Some of the things I type down on this page make ME cringe, and then when I re-read and think about all of you CHOOSING to read it, I'm left saying 'huh?!' Seriously. I myself want out of here *points to brain* ...still not sure why on earth any of you would want in, ha! :-P
This week, on my week off of drugs (they told me it was mainly so my cells could do a little re-building before they really blast me with the strong stuff) *yay* I have found it nearly impossible to just enjoy the days. I suppose the best analogy of the turmoil flying around in there would be that someone says to you 'I'm going to shoot you in the head in two days...so enjoy your last two days as best as you can'--but really?! Like it's just that easy to refrain from perseverating over the fast-approaching imminency! That is much like what this approaching 'red-bullet' (as the chemo patients call it) round is doing to affect these days right now--my mind can't stop flying with 'finishing this one thing up/catching up on this other thing' in preparation for the weeks to come. It's like I almost need to do something out of the ordinary to get my mind off of the next two months.

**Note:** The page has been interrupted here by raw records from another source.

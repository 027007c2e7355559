//! Backend session boundary
//! The executor only talks to sessions through these traits

pub mod adt;
pub mod session_manager;

use std::sync::Arc;

use async_trait::async_trait;
use thiserror::Error;

use crate::bridge::capture::CallOutcome;
use crate::bridge::error::BridgeError;
use crate::bridge::translate::OutboundRequest;
use crate::bridge::types::{Destination, SessionStrategy};

pub use adt::AdtHttpBackend;
pub use session_manager::AffineSessions;

/// Why no enqueue-affine session could be handed out
#[derive(Debug, Clone, PartialEq, Eq, Error)]
pub enum SessionUnavailable {
    #[error("no connection configured for destination {0}")]
    UnknownDestination(String),

    #[error("enqueue sessions are disabled for destination {0}")]
    Disabled(String),

    #[error("session handshake failed: {0}")]
    Handshake(String),
}

/// A backend session able to run one call at a time on behalf of the executor
#[async_trait]
pub trait BackendSession: Send + Sync {
    fn strategy(&self) -> SessionStrategy;

    /// Dispatch the call and report what was observed. Never panics on
    /// backend failures; every failure is a `CallOutcome` variant.
    async fn call(&self, request: OutboundRequest) -> CallOutcome;
}

#[async_trait]
pub trait SessionFactory: Send + Sync {
    fn stateless_session(
        &self,
        locator: &str,
        destination: &Destination,
    ) -> Result<Arc<dyn BackendSession>, BridgeError>;

    /// Get or create the destination's long-lived enqueue session
    async fn affine_session(
        &self,
        destination: &Destination,
    ) -> Result<Arc<dyn BackendSession>, SessionUnavailable>;
}
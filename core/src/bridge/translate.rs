//! Request translator
//! Turns a ProxyRequest into a backend locator, headers and message body

use bytes::Bytes;
use url::form_urlencoded;

use crate::bridge::types::{FieldList, ProxyMethod, ProxyRequest};

pub const DEFAULT_CONTENT_TYPE: &str = "application/xml";

/// Payload handed to the backend for POST and PUT
#[derive(Debug, Clone, PartialEq, Eq)]
pub struct MessageBody {
    pub content_type: String,
    pub payload: Bytes,
}

/// A fully translated backend call
#[derive(Debug, Clone, PartialEq, Eq)]
pub struct OutboundRequest {
    pub method: ProxyMethod,
    /// Path plus encoded query string
    pub locator: String,
    /// `None` when the client sent no headers at all
    pub headers: Option<FieldList>,
    /// Only set for methods that carry a body
    pub body: Option<MessageBody>,
}

/// Append form-encoded query parameters to a path
pub fn build_locator(path: &str, params: &[(String, String)]) -> String {
    if params.is_empty() {
        return path.to_string();
    }

    let query = params
        .iter()
        .map(|(key, value)| format!("{}={}", encode(key), encode(value)))
        .collect::<Vec<_>>()
        .join("&");

    let separator = if path.contains('?') { '&' } else { '?' };
    format!("{}{}{}", path, separator, query)
}

fn encode(value: &str) -> String {
    form_urlencoded::byte_serialize(value.as_bytes()).collect()
}

/// `Content-Type` wins over `content-type`; anything else falls back to XML
pub fn resolve_content_type(headers: &[(String, String)]) -> &str {
    let lookup = |name: &str| {
        headers
            .iter()
            .find(|(key, _)| key == name)
            .map(|(_, value)| value.as_str())
    };

    lookup("Content-Type")
        .or_else(|| lookup("content-type"))
        .unwrap_or(DEFAULT_CONTENT_TYPE)
}

pub fn build_body(body: Option<&str>, content_type: &str) -> MessageBody {
    let payload = match body {
        Some(text) if !text.is_empty() => Bytes::copy_from_slice(text.as_bytes()),
        _ => Bytes::new(),
    };

    MessageBody {
        content_type: content_type.to_string(),
        payload,
    }
}

/// Header fields as given, or `None` for an empty map
pub fn build_headers(headers: &[(String, String)]) -> Option<FieldList> {
    if headers.is_empty() {
        None
    } else {
        Some(headers.to_vec())
    }
}

pub fn translate(method: ProxyMethod, request: &ProxyRequest) -> OutboundRequest {
    let body = method.carries_body().then(|| {
        let content_type = resolve_content_type(&request.headers);
        build_body(request.body.as_deref(), content_type)
    });

    OutboundRequest {
        method,
        locator: build_locator(&request.path, &request.params),
        headers: build_headers(&request.headers),
        body,
    }
}
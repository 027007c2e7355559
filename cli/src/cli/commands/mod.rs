pub mod objects;
pub mod projects;
pub mod request;
pub mod start;
pub mod status;

use adt_bridge_core::client::BridgeClient;
use adt_bridge_core::config::Config;

use crate::cli::BridgeArgs;

/// Bridge given by `--url`, or the first one found on the configured port
pub async fn connect(config: &Config, args: &BridgeArgs) -> anyhow::Result<BridgeClient> {
    match &args.url {
        Some(url) => BridgeClient::new(url),
        None => BridgeClient::detect(config.server.port)
            .await
            .ok_or_else(|| anyhow::anyhow!("ADT bridge is not available. Start it with `adt-bridge start`.")),
    }
}
//! Bridge client
//! Finds a running bridge and sends proxy requests through it

use once_cell::sync::Lazy;
use regex::Regex;
use reqwest::Client;
use serde_json::{Map, Value};
use thiserror::Error;
use tokio::time::Duration;

use crate::bridge::types::{FieldList, HealthReport, ProxyEnvelope};

const DETECT_TIMEOUT: Duration = Duration::from_secs(2);
const REQUEST_TIMEOUT: Duration = Duration::from_secs(30);
const RESOLV_CONF: &str = "/etc/resolv.conf";

static NAMESERVER: Lazy<Regex> =
    Lazy::new(|| Regex::new(r"nameserver\s+(\d+\.\d+\.\d+\.\d+)").expect("static regex"));

/// The backend answered a proxied call with a status of 400 or above
#[derive(Debug, Clone, PartialEq, Eq, Error)]
#[error("Bridge request failed: {status} {detail}")]
pub struct BridgeRequestError {
    pub status: u16,
    /// Response body, or the bridge's error text when the body is empty
    pub detail: String,
}

#[derive(Clone)]
pub struct BridgeClient {
    base_url: String,
    http_client: Client,
}

impl BridgeClient {
    pub fn new(base_url: &str) -> anyhow::Result<Self> {
        let http_client = Client::builder().timeout(REQUEST_TIMEOUT).build()?;
        Ok(Self {
            base_url: base_url.trim_end_matches('/').to_string(),
            http_client,
        })
    }

    pub fn base_url(&self) -> &str {
        &self.base_url
    }

    /// Locate a running bridge.
    ///
    /// `BRIDGE_URL` is tried first, then localhost and, under WSL2, the
    /// Windows host taken from the resolver configuration.
    pub async fn detect(port: u16) -> Option<Self> {
        let mut candidates = Vec::new();
        if let Ok(url) = std::env::var("BRIDGE_URL") {
            if !url.is_empty() {
                candidates.push(url.trim_end_matches('/').to_string());
            }
        }

        let resolv_conf = std::fs::read_to_string(RESOLV_CONF).unwrap_or_default();
        candidates.extend(
            candidate_hosts(&resolv_conf)
                .into_iter()
                .map(|host| format!("http://{}:{}", host, port)),
        );

        for url in candidates {
            let Ok(client) = Self::new(&url) else {
                continue;
            };
            match client.probe().await {
                Ok(true) => {
                    tracing::info!("ADT bridge detected at {}", url);
                    return Some(client);
                }
                Ok(false) => tracing::debug!("{} answered but is not healthy", url),
                Err(e) => tracing::debug!("No bridge at {}: {}", url, e),
            }
        }

        tracing::warn!("ADT bridge not available");
        None
    }

    async fn probe(&self) -> anyhow::Result<bool> {
        let report: HealthReport = self
            .http_client
            .get(format!("{}/health", self.base_url))
            .timeout(DETECT_TIMEOUT)
            .send()
            .await?
            .json()
            .await?;
        Ok(report.status == "ok")
    }

    pub async fn health(&self) -> anyhow::Result<HealthReport> {
        let response = self
            .http_client
            .get(format!("{}/health", self.base_url))
            .send()
            .await?;

        if !response.status().is_success() {
            anyhow::bail!("Bridge health check failed with {}", response.status());
        }
        Ok(response.json().await?)
    }

    /// Send one proxy request and return the envelope as-is
    pub async fn send(
        &self,
        method: &str,
        path: &str,
        headers: &FieldList,
        params: &FieldList,
        body: Option<&str>,
    ) -> anyhow::Result<ProxyEnvelope> {
        let payload = serde_json::json!({
            "method": method,
            "path": path,
            "headers": to_object(headers),
            "body": body,
            "params": to_object(params),
        });

        let response = self
            .http_client
            .post(format!("{}/proxy", self.base_url))
            .json(&payload)
            .send()
            .await?;

        let status = response.status();
        if !status.is_success() {
            let text = response.text().await.unwrap_or_default();
            anyhow::bail!("Bridge rejected request with {}: {}", status, text);
        }
        Ok(response.json().await?)
    }

    /// Like `send`, but a backend status of 400 or above is a
    /// [`BridgeRequestError`]
    pub async fn request(
        &self,
        method: &str,
        path: &str,
        headers: &FieldList,
        params: &FieldList,
        body: Option<&str>,
    ) -> anyhow::Result<ProxyEnvelope> {
        let envelope = self.send(method, path, headers, params, body).await?;
        if envelope.status >= 400 {
            let detail = if !envelope.body.is_empty() {
                envelope.body
            } else {
                envelope.error.unwrap_or_else(|| "Unknown error".to_string())
            };
            return Err(BridgeRequestError {
                status: envelope.status,
                detail,
            }
            .into());
        }
        Ok(envelope)
    }
}

fn to_object(fields: &FieldList) -> Value {
    let map: Map<String, Value> = fields
        .iter()
        .map(|(k, v)| (k.clone(), Value::String(v.clone())))
        .collect();
    Value::Object(map)
}

/// Hosts to probe, in order: localhost, loopback, then the WSL2 gateway
fn candidate_hosts(resolv_conf: &str) -> Vec<String> {
    let mut hosts = vec!["localhost".to_string(), "127.0.0.1".to_string()];
    if let Some(gateway) = NAMESERVER
        .captures(resolv_conf)
        .and_then(|cap| cap.get(1))
        .map(|m| m.as_str().to_string())
    {
        if !hosts.contains(&gateway) {
            hosts.push(gateway);
        }
    }
    hosts
}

Someone said to me yesterday 'You should take a vacation!' and for a split second I started to say 'Yeah!' and then that second was followed by the 'with what money' reality. Hey, anyone have a vacation house at the coast they wanna lend? ;) lol. kidding.
A) We own our own businesses = no paid vacation time and for that matter no presence no money.
B) Gray has school and karate tests this week, go figure.
C) Bills continue to pile--vaca is about the last priority for finances.
BUT, I do agree that I need to do something with the boys that we don't do often or even ever...
figuring out what that something may be is a different story.
Whatever the case, this is just another of those cases where *A.G.A.I.N.* here I am, learning *or at least trying to learn* to live in the moment. The AC treatment(aka: the red bullet) will come, assuming Monday comes but that's still 5 days away... and what I do with those days needs to be good and worthwhile.
So, as much as I desire to 'nest' right now in preparation for the next round, I'm deciding now that the best thing I could do for myself and this day is scoop up every ounce of joy and delight in every solid poop *tmi, but honest* and every fuzzy rub of what's left on my head and do what I feel like doing, when I feel like doing it. Or not. I'm committing right now, at this very moment that I will NOT feel badly about letting my chores go this week as a trade for a trip to the park with my little guys.
*For any of you who really know me, this is a feat!*
Yes. I chemo-free-for-five-more-days-Hayley-Anne-Ziebart am saying YES to vaca!!!
...Now, where's my vacuum--Lincoln made quite the mess with that craft project~ ;)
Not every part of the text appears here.